RECORDS SUPPLIED.
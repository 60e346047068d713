//! Buffer schemas.
//!
//! A schema is the ordered list of member types of one message together with
//! the byte size they occupy. It only grows: there is no API to remove or
//! reorder entries, so the order used to size a buffer is the order used to
//! fill it. Allocating a buffer consumes the schema.

use crate::error::BufferError;
use crate::identity::TypeIdentity;
use crate::reader::BufferReader;
use crate::registry::Registry;
use crate::shape::{Composite, CompositeShape};
use crate::writer::BufferWriter;
use bytes::{Bytes, BytesMut};
use std::any::Any;
use tokio::io::{AsyncRead, AsyncReadExt, AsyncWrite, AsyncWriteExt};

/// One laid-out member.
#[derive(Debug, Clone, Copy, PartialEq, Eq)]
pub struct SchemaEntry {
    pub identity: TypeIdentity,
    pub offset: usize,
    pub width: usize,
}

/// Ordered buffer layout bound to a resolver registry.
#[derive(Debug, Clone)]
pub struct BufferSchema<'r> {
    registry: &'r Registry,
    entries: Vec<SchemaEntry>,
    size: usize,
}

impl BufferSchema<'static> {
    /// Creates an empty schema over the global registry.
    pub fn new() -> Self {
        Self::with_registry(Registry::global())
    }
}

impl Default for BufferSchema<'static> {
    fn default() -> Self {
        Self::new()
    }
}

impl<'r> BufferSchema<'r> {
    pub fn with_registry(registry: &'r Registry) -> Self {
        Self {
            registry,
            entries: Vec::new(),
            size: 0,
        }
    }

    pub fn registry(&self) -> &'r Registry {
        self.registry
    }

    /// Appends a fixed type: a primitive or a type with a fixed resolver.
    pub fn add<T: Any>(&mut self) -> Result<&mut Self, BufferError> {
        self.add_identity(TypeIdentity::of::<T>())
    }

    pub fn add_identity(&mut self, identity: TypeIdentity) -> Result<&mut Self, BufferError> {
        let width = self.registry.fixed_width(identity)?;
        self.push(identity, width)?;
        Ok(self)
    }

    /// Appends every member of `shape` in order.
    pub fn add_shape(&mut self, shape: &CompositeShape) -> Result<&mut Self, BufferError> {
        for identity in shape.members() {
            self.add_identity(*identity)?;
        }
        Ok(self)
    }

    pub fn add_composite<C: Composite>(&mut self) -> Result<&mut Self, BufferError> {
        self.add_shape(&C::shape())
    }

    /// Appends a span of `length` bytes owned by a managed member.
    pub fn reserve(&mut self, identity: TypeIdentity, length: usize) -> Result<(), BufferError> {
        self.push(identity, length)
    }

    fn push(&mut self, identity: TypeIdentity, width: usize) -> Result<(), BufferError> {
        let size = self
            .size
            .checked_add(width)
            .ok_or(BufferError::LengthTooLarge {
                length: width as u64,
                max: (usize::MAX - self.size) as u64,
            })?;

        self.entries.push(SchemaEntry {
            identity,
            offset: self.size,
            width,
        });
        self.size = size;
        Ok(())
    }

    /// Total byte size.
    pub fn size(&self) -> usize {
        self.size
    }

    pub fn entries(&self) -> &[SchemaEntry] {
        &self.entries
    }

    pub fn len(&self) -> usize {
        self.entries.len()
    }

    pub fn is_empty(&self) -> bool {
        self.entries.is_empty()
    }

    /// Allocates a buffer of exactly `size()` bytes and fills it with `fill`.
    ///
    /// Fails with `BufferUnderrun` if `fill` leaves part of the buffer unwritten.
    pub fn encode<F>(self, fill: F) -> Result<Bytes, BufferError>
    where
        F: FnOnce(&mut BufferWriter<'_>) -> Result<(), BufferError>,
    {
        let mut buf = BytesMut::zeroed(self.size);
        let mut writer = BufferWriter::new(&mut buf[..], self.registry);
        fill(&mut writer)?;
        writer.finish()?;
        Ok(buf.freeze())
    }

    /// Binds a reader to the first `size()` bytes of `bytes`.
    pub fn reader<'b>(self, bytes: &'b [u8]) -> Result<BufferReader<'b>, BufferError>
    where
        'r: 'b,
    {
        if bytes.len() < self.size {
            return Err(BufferError::Incomplete {
                needed: self.size - bytes.len(),
            });
        }
        Ok(BufferReader::new(&bytes[..self.size], self.registry))
    }

    /// Reads exactly `size()` bytes from `stream`.
    pub async fn read_from<S>(self, stream: &mut S) -> Result<Bytes, BufferError>
    where
        S: AsyncRead + Unpin,
    {
        let mut buf = BytesMut::zeroed(self.size);
        stream.read_exact(&mut buf[..]).await?;
        Ok(buf.freeze())
    }

    /// Encodes with `fill`, then writes and flushes the buffer to `stream`.
    pub async fn write_to<S, F>(self, stream: &mut S, fill: F) -> Result<(), BufferError>
    where
        S: AsyncWrite + Unpin,
        F: FnOnce(&mut BufferWriter<'_>) -> Result<(), BufferError>,
    {
        let bytes = self.encode(fill)?;
        stream.write_all(&bytes).await?;
        stream.flush().await?;
        Ok(())
    }
}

EXERCISE. This exercise requires all the entries to be written out again exactly.

TASK SOLUTION.
repository 60e346047068d713
//! Buffer schemas.
//!
//! A schema is the ordered list of member types of one message together with
//! the byte size they occupy. It only grows: there is no API to remove or
//! reorder entries, so the order used to size a buffer is the order used to
//! fill it. Allocating a buffer consumes the schema.

use crate::error::BufferError;
use crate::identity::TypeIdentity;
use crate::reader::BufferReader;
use crate::registry::Registry;
use crate::shape::{Composite, CompositeShape};
use crate::writer::BufferWriter;
use bytes::{Bytes, BytesMut};
use std::any::Any;
use tokio::io::{AsyncRead, AsyncReadExt, AsyncWrite, AsyncWriteExt};

/// One laid-out member.
#[derive(Debug, Clone, Copy, PartialEq, Eq)]
pub struct SchemaEntry {
    pub identity: TypeIdentity,
    pub offset: usize,
    pub width: usize,
}

/// Ordered buffer layout bound to a resolver registry.
#[derive(Debug, Clone)]
pub struct BufferSchema<'r> {
    registry: &'r Registry,
    entries: Vec<SchemaEntry>,
    size: usize,
}

impl BufferSchema<'static> {
    /// Creates an empty schema over the global registry.
    pub fn new() -> Self {
        Self::with_registry(Registry::global())
    }
}

impl Default for BufferSchema<'static> {
    fn default() -> Self {
        Self::new()
    }
}

impl<'r> BufferSchema<'r> {
    pub fn with_registry(registry: &'r Registry) -> Self {
        Self {
            registry,
            entries: Vec::new(),
            size: 0,
        }
    }

    pub fn registry(&self) -> &'r Registry {
        self.registry
    }

    /// Appends a fixed type: a primitive or a type with a fixed resolver.
    pub fn add<T: Any>(&mut self) -> Result<&mut Self, BufferError> {
        self.add_identity(TypeIdentity::of::<T>())
    }

    pub fn add_identity(&mut self, identity: TypeIdentity) -> Result<&mut Self, BufferError> {
        let width = self.registry.fixed_width(identity)?;
        self.push(identity, width)?;
        Ok(self)
    }

    /// Appends every member of `shape` in order.
    pub fn add_shape(&mut self, shape: &CompositeShape) -> Result<&mut Self, BufferError> {
        for identity in shape.members() {
            self.add_identity(*identity)?;
        }
        Ok(self)
    }

    pub fn add_composite<C: Composite>(&mut self) -> Result<&mut Self, BufferError> {
        self.add_shape(&C::shape())
    }

    /// Appends a span of `length` bytes owned by a managed member.
    pub fn reserve(&mut self, identity: TypeIdentity, length: usize) -> Result<(), BufferError> {
        self.push(identity, length)
    }

    fn push(&mut self, identity: TypeIdentity, width: usize) -> Result<(), BufferError> {
        let size = self
            .size
            .checked_add(width)
            .ok_or(BufferError::LengthTooLarge {
                length: width as u64,
                max: (usize::MAX - self.size) as u64,
            })?;

        self.entries.push(SchemaEntry {
            identity,
            offset: self.size,
            width,
        });
        self.size = size;
        Ok(())
    }

    /// Total byte size.
    pub fn size(&self) -> usize {
        self.size
    }

    pub fn entries(&self) -> &[SchemaEntry] {
        &self.entries
    }

    pub fn len(&self) -> usize {
        self.entries.len()
    }

    pub fn is_empty(&self) -> bool {
        self.entries.is_empty()
    }

    /// Allocates a buffer of exactly `size()` bytes and fills it with `fill`.
    ///
    /// Fails with `BufferUnderrun` if `fill` leaves part of the buffer unwritten.
    pub fn encode<F>(self, fill: F) -> Result<Bytes, BufferError>
    where
        F: FnOnce(&mut BufferWriter<'_>) -> Result<(), BufferError>,
    {
        let mut buf = BytesMut::zeroed(self.size);
        let mut writer = BufferWriter::new(&mut buf[..], self.registry);
        fill(&mut writer)?;
        writer.finish()?;
        Ok(buf.freeze())
    }

    /// Binds a reader to the first `size()` bytes of `bytes`.
    pub fn reader<'b>(self, bytes: &'b [u8]) -> Result<BufferReader<'b>, BufferError>
    where
        'r: 'b,
    {
        if bytes.len() < self.size {
            return Err(BufferError::Incomplete {
                needed: self.size - bytes.len(),
            });
        }
        Ok(BufferReader::new(&bytes[..self.size], self.registry))
    }

    /// Reads exactly `size()` bytes from `stream`.
    pub async fn read_from<S>(self, stream: &mut S) -> Result<Bytes, BufferError>
    where
        S: AsyncRead + Unpin,
    {
        let mut buf = BytesMut::zeroed(self.size);
        stream.read_exact(&mut buf[..]).await?;
        Ok(buf.freeze())
    }

    /// Encodes with `fill`, then writes and flushes the buffer to `stream`.
    pub async fn write_to<S, F>(self, stream: &mut S, fill: F) -> Result<(), BufferError>
    where
        S: AsyncWrite + Unpin,
        F: FnOnce(&mut BufferWriter<'_>) -> Result<(), BufferError>,
    {
        let bytes = self.encode(fill)?;
        stream.write_all(&bytes).await?;
        stream.flush().await?;
        Ok(())
    }
}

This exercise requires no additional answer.